> **Source information**:

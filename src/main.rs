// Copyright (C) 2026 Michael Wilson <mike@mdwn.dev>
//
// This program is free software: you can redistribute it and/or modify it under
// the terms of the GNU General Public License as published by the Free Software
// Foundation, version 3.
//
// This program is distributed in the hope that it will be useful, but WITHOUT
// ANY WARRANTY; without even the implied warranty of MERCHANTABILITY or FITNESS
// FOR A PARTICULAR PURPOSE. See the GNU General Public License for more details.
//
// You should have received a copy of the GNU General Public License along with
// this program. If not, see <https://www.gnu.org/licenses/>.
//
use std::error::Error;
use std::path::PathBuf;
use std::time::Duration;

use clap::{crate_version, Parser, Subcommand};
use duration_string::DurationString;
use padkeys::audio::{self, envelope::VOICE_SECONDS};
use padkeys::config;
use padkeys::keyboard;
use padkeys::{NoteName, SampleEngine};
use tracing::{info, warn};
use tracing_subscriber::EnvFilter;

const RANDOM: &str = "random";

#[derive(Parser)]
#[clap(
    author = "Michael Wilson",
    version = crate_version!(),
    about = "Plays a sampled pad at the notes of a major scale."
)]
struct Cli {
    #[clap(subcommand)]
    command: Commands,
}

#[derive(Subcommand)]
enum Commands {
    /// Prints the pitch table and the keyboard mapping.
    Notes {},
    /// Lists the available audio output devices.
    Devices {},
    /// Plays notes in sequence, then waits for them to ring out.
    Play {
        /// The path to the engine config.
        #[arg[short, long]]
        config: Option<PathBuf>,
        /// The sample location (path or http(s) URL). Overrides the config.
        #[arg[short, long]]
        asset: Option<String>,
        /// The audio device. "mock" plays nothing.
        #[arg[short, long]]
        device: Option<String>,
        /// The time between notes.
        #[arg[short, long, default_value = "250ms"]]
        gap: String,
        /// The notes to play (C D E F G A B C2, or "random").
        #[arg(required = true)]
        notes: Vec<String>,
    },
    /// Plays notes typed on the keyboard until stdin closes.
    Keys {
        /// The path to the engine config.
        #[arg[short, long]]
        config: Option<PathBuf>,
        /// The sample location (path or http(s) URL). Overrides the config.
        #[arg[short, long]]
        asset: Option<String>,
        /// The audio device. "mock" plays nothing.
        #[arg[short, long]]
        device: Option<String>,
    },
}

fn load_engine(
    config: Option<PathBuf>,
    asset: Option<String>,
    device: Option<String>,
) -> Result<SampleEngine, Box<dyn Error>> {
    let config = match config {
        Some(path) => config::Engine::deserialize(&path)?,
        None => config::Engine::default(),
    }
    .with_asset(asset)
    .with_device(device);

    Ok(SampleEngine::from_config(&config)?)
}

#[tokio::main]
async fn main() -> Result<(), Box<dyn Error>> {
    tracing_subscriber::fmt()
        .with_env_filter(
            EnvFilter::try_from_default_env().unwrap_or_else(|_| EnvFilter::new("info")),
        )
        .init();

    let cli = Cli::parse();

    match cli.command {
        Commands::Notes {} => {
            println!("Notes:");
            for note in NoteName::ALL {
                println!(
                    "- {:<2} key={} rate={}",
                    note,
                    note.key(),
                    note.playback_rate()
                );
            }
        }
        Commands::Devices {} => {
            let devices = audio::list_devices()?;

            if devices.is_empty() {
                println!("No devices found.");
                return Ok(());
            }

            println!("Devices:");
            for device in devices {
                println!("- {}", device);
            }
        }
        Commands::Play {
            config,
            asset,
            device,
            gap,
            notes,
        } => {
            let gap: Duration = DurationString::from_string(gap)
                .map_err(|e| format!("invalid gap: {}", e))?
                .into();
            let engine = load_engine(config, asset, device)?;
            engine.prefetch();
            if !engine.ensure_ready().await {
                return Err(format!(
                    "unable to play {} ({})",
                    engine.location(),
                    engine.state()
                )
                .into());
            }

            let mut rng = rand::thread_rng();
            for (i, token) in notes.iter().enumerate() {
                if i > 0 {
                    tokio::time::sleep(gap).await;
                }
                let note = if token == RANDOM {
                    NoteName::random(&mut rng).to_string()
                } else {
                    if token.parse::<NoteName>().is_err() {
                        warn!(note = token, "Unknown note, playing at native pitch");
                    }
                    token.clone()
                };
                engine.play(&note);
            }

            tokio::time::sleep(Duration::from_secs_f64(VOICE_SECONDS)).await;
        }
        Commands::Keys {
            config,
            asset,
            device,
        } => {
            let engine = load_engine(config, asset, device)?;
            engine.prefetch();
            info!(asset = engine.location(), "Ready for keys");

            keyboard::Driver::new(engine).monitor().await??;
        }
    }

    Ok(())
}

> **Your goal**: All of the material above should be set down again, unaltered.

> **Written solution**:
filename src/main.rs
// Copyright (C) 2026 Michael Wilson <mike@mdwn.dev>
//
// This program is free software: you can redistribute it and/or modify it under
// the terms of the GNU General Public License as published by the Free Software
// Foundation, version 3.
//
// This program is distributed in the hope that it will be useful, but WITHOUT
// ANY WARRANTY; without even the implied warranty of MERCHANTABILITY or FITNESS
// FOR A PARTICULAR PURPOSE. See the GNU General Public License for more details.
//
// You should have received a copy of the GNU General Public License along with
// this program. If not, see <https://www.gnu.org/licenses/>.
//
use std::error::Error;
use std::path::PathBuf;
use std::time::Duration;

use clap::{crate_version, Parser, Subcommand};
use duration_string::DurationString;
use padkeys::audio::{self, envelope::VOICE_SECONDS};
use padkeys::config;
use padkeys::keyboard;
use padkeys::{NoteName, SampleEngine};
use tracing::{info, warn};
use tracing_subscriber::EnvFilter;

const RANDOM: &str = "random";

#[derive(Parser)]
#[clap(
    author = "Michael Wilson",
    version = crate_version!(),
    about = "Plays a sampled pad at the notes of a major scale."
)]
struct Cli {
    #[clap(subcommand)]
    command: Commands,
}

#[derive(Subcommand)]
enum Commands {
    /// Prints the pitch table and the keyboard mapping.
    Notes {},
    /// Lists the available audio output devices.
    Devices {},
    /// Plays notes in sequence, then waits for them to ring out.
    Play {
        /// The path to the engine config.
        #[arg[short, long]]
        config: Option<PathBuf>,
        /// The sample location (path or http(s) URL). Overrides the config.
        #[arg[short, long]]
        asset: Option<String>,
        /// The audio device. "mock" plays nothing.
        #[arg[short, long]]
        device: Option<String>,
        /// The time between notes.
        #[arg[short, long, default_value = "250ms"]]
        gap: String,
        /// The notes to play (C D E F G A B C2, or "random").
        #[arg(required = true)]
        notes: Vec<String>,
    },
    /// Plays notes typed on the keyboard until stdin closes.
    Keys {
        /// The path to the engine config.
        #[arg[short, long]]
        config: Option<PathBuf>,
        /// The sample location (path or http(s) URL). Overrides the config.
        #[arg[short, long]]
        asset: Option<String>,
        /// The audio device. "mock" plays nothing.
        #[arg[short, long]]
        device: Option<String>,
    },
}

fn load_engine(
    config: Option<PathBuf>,
    asset: Option<String>,
    device: Option<String>,
) -> Result<SampleEngine, Box<dyn Error>> {
    let config = match config {
        Some(path) => config::Engine::deserialize(&path)?,
        None => config::Engine::default(),
    }
    .with_asset(asset)
    .with_device(device);

    Ok(SampleEngine::from_config(&config)?)
}

#[tokio::main]
async fn main() -> Result<(), Box<dyn Error>> {
    tracing_subscriber::fmt()
        .with_env_filter(
            EnvFilter::try_from_default_env().unwrap_or_else(|_| EnvFilter::new("info")),
        )
        .init();

    let cli = Cli::parse();

    match cli.command {
        Commands::Notes {} => {
            println!("Notes:");
            for note in NoteName::ALL {
                println!(
                    "- {:<2} key={} rate={}",
                    note,
                    note.key(),
                    note.playback_rate()
                );
            }
        }
        Commands::Devices {} => {
            let devices = audio::list_devices()?;

            if devices.is_empty() {
                println!("No devices found.");
                return Ok(());
            }

            println!("Devices:");
            for device in devices {
                println!("- {}", device);
            }
        }
        Commands::Play {
            config,
            asset,
            device,
            gap,
            notes,
        } => {
            let gap: Duration = DurationString::from_string(gap)
                .map_err(|e| format!("invalid gap: {}", e))?
                .into();
            let engine = load_engine(config, asset, device)?;
            engine.prefetch();
            if !engine.ensure_ready().await {
                return Err(format!(
                    "unable to play {} ({})",
                    engine.location(),
                    engine.state()
                )
                .into());
            }

            let mut rng = rand::thread_rng();
            for (i, token) in notes.iter().enumerate() {
                if i > 0 {
                    tokio::time::sleep(gap).await;
                }
                let note = if token == RANDOM {
                    NoteName::random(&mut rng).to_string()
                } else {
                    if token.parse::<NoteName>().is_err() {
                        warn!(note = token, "Unknown note, playing at native pitch");
                    }
                    token.clone()
                };
                engine.play(&note);
            }

            tokio::time::sleep(Duration::from_secs_f64(VOICE_SECONDS)).await;
        }
        Commands::Keys {
            config,
            asset,
            device,
        } => {
            let engine = load_engine(config, asset, device)?;
            engine.prefetch();
            info!(asset = engine.location(), "Ready for keys");

            keyboard::Driver::new(engine).monitor().await??;
        }
    }

    Ok(())
}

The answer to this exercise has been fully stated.